- **Brief**: Write out every line from the listing below where the string "impl" is found.

*** Opening of Exercise materials ***

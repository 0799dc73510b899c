use crate::cue::models::Track;

/// Characters that are not allowed in file names on at least one common platform.
const RESERVED: [char; 9] = ['/', '\\', ':', '*', '?', '"', '<', '>', '|'];

pub fn sanitize_file_name(name: &str) -> String {
    name.chars()
        .map(|c| if RESERVED.contains(&c) { '_' } else { c })
        .collect::<String>()
        .trim()
        .to_string()
}

/// Sanitized title used in output names, `Track NN` when nothing is left of it.
pub fn track_title(track: &Track) -> String {
    let title = sanitize_file_name(track.display_title());
    if title.is_empty() {
        format!("Track {:02}", track.number)
    } else {
        title
    }
}

/// `NN<separator>Title.<extension>`
pub fn track_file_name(track: &Track, separator: &str, extension: &str) -> String {
    format!(
        "{:02}{separator}{}.{extension}",
        track.number,
        track_title(track)
    )
}
use crate::split::error::SplitError;
use std::path::PathBuf;

#[derive(Debug)]
pub enum TrackStatus {
    /// Audio and tags are in place.
    Written,
    /// Audio is in place but the tags could not be written.
    Untagged(SplitError),
    /// No usable output for this track.
    Failed(SplitError),
}

#[derive(Debug)]
pub struct TrackOutcome {
    pub number: u32,
    pub title: String,
    pub output: PathBuf,
    pub status: TrackStatus,
}

impl TrackOutcome {
    pub fn has_audio(&self) -> bool {
        !matches!(self.status, TrackStatus::Failed(_))
    }

    pub fn error(&self) -> Option<&SplitError> {
        match &self.status {
            TrackStatus::Written => None,
            TrackStatus::Untagged(err) | TrackStatus::Failed(err) => Some(err),
        }
    }
}

/// Per-track results of splitting one album, in sheet order.
#[derive(Debug)]
pub struct AlbumReport {
    pub album: String,
    /// Name of the strategy that produced the outputs.
    pub strategy: String,
    pub tracks: Vec<TrackOutcome>,
}

impl AlbumReport {
    pub fn written(&self) -> usize {
        self.count(|status| matches!(status, TrackStatus::Written))
    }

    pub fn untagged(&self) -> usize {
        self.count(|status| matches!(status, TrackStatus::Untagged(_)))
    }

    pub fn failed(&self) -> usize {
        self.count(|status| matches!(status, TrackStatus::Failed(_)))
    }

    pub fn is_complete(&self) -> bool {
        self.written() == self.tracks.len()
    }

    /// Tracks that were not fully written, with the reason.
    pub fn problems(&self) -> impl Iterator<Item = (&TrackOutcome, &SplitError)> {
        self.tracks
            .iter()
            .filter_map(|track| track.error().map(|err| (track, err)))
    }

    fn count(&self, predicate: impl Fn(&TrackStatus) -> bool) -> usize {
        self.tracks
            .iter()
            .filter(|track| predicate(&track.status))
            .count()
    }
}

*** Close of Exercise materials ***

- **Expected output**:
impl TrackOutcome {
impl AlbumReport {
    pub fn problems(&self) -> impl Iterator<Item = (&TrackOutcome, &SplitError)> {
    fn count(&self, predicate: impl Fn(&TrackStatus) -> bool) -> usize {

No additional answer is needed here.